— RECORDS SUPPLIED —
______
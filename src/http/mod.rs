pub mod api;
pub mod auth;
pub mod chat;
pub mod cors;
pub mod state;

use axum::extract::DefaultBodyLimit;
use axum::http::header::{AUTHORIZATION, CONTENT_TYPE};
use axum::http::{HeaderValue, Method};
use axum::routing::{get, post, put};
use axum::Router;
use tower_http::cors::{AllowOrigin, CorsLayer};
use tower_http::trace::TraceLayer;

use crate::config::Limits;

pub use auth::AuthUser;
pub use state::AppState;

/// Base64 inflates images by a third; leave room for history and text.
const BODY_LIMIT_FACTOR: usize = 4;

/// Largest request body accepted on `/chat` and `/api`.
pub fn body_limit(limits: &Limits) -> usize {
    limits.max_image_size.saturating_mul(BODY_LIMIT_FACTOR)
}

pub fn router(state: AppState) -> Router {
    let origins: Vec<HeaderValue> = state
        .config
        .allowed_origins
        .iter()
        .filter_map(|o| HeaderValue::from_str(o).ok())
        .collect();
    let api_cors = CorsLayer::new()
        .allow_origin(AllowOrigin::list(origins))
        .allow_methods([Method::GET, Method::POST, Method::PUT, Method::DELETE])
        .allow_headers([AUTHORIZATION, CONTENT_TYPE]);

    let api = Router::new()
        .route("/api/me", get(api::me))
        .route("/api/models", get(api::list_models))
        .route("/api/preferences", get(api::get_preferences).put(api::put_preferences))
        .route(
            "/api/conversations",
            post(api::create_conversation).get(api::list_conversations),
        )
        .route(
            "/api/conversations/:id",
            get(api::get_conversation).delete(api::delete_conversation),
        )
        .route("/api/conversations/:id/name", put(api::rename_conversation))
        .route("/api/conversations/:id/pin", post(api::toggle_pin))
        .route(
            "/api/conversations/:id/messages",
            get(api::list_messages).post(api::send_message),
        )
        .route("/api/conversations/:id/images", post(api::generate_image))
        .route("/api/uploads", post(api::create_upload_url))
        .route("/api/uploads/:ticket", post(api::upload))
        .route("/api/files/:id", get(api::download))
        .layer(api_cors);

    let body_limit = body_limit(&state.config.limits);

    Router::new()
        .route("/health", get(api::health))
        .route("/chat", post(chat::chat).options(chat::preflight))
        .merge(api)
        .layer(DefaultBodyLimit::max(body_limit))
        .layer(TraceLayer::new_for_http())
        .with_state(state)
}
______
— WORK ORDER —
Every entry should be transcribed exactly, with nothing omitted.

— EXERCISE ANSWER —
filename src/http/mod.rs
pub mod api;
pub mod auth;
pub mod chat;
pub mod cors;
pub mod state;

use axum::extract::DefaultBodyLimit;
use axum::http::header::{AUTHORIZATION, CONTENT_TYPE};
use axum::http::{HeaderValue, Method};
use axum::routing::{get, post, put};
use axum::Router;
use tower_http::cors::{AllowOrigin, CorsLayer};
use tower_http::trace::TraceLayer;

use crate::config::Limits;

pub use auth::AuthUser;
pub use state::AppState;

/// Base64 inflates images by a third; leave room for history and text.
const BODY_LIMIT_FACTOR: usize = 4;

/// Largest request body accepted on `/chat` and `/api`.
pub fn body_limit(limits: &Limits) -> usize {
    limits.max_image_size.saturating_mul(BODY_LIMIT_FACTOR)
}

pub fn router(state: AppState) -> Router {
    let origins: Vec<HeaderValue> = state
        .config
        .allowed_origins
        .iter()
        .filter_map(|o| HeaderValue::from_str(o).ok())
        .collect();
    let api_cors = CorsLayer::new()
        .allow_origin(AllowOrigin::list(origins))
        .allow_methods([Method::GET, Method::POST, Method::PUT, Method::DELETE])
        .allow_headers([AUTHORIZATION, CONTENT_TYPE]);

    let api = Router::new()
        .route("/api/me", get(api::me))
        .route("/api/models", get(api::list_models))
        .route("/api/preferences", get(api::get_preferences).put(api::put_preferences))
        .route(
            "/api/conversations",
            post(api::create_conversation).get(api::list_conversations),
        )
        .route(
            "/api/conversations/:id",
            get(api::get_conversation).delete(api::delete_conversation),
        )
        .route("/api/conversations/:id/name", put(api::rename_conversation))
        .route("/api/conversations/:id/pin", post(api::toggle_pin))
        .route(
            "/api/conversations/:id/messages",
            get(api::list_messages).post(api::send_message),
        )
        .route("/api/conversations/:id/images", post(api::generate_image))
        .route("/api/uploads", post(api::create_upload_url))
        .route("/api/uploads/:ticket", post(api::upload))
        .route("/api/files/:id", get(api::download))
        .layer(api_cors);

    let body_limit = body_limit(&state.config.limits);

    Router::new()
        .route("/health", get(api::health))
        .route("/chat", post(chat::chat).options(chat::preflight))
        .merge(api)
        .layer(DefaultBodyLimit::max(body_limit))
        .layer(TraceLayer::new_for_http())
        .with_state(state)
}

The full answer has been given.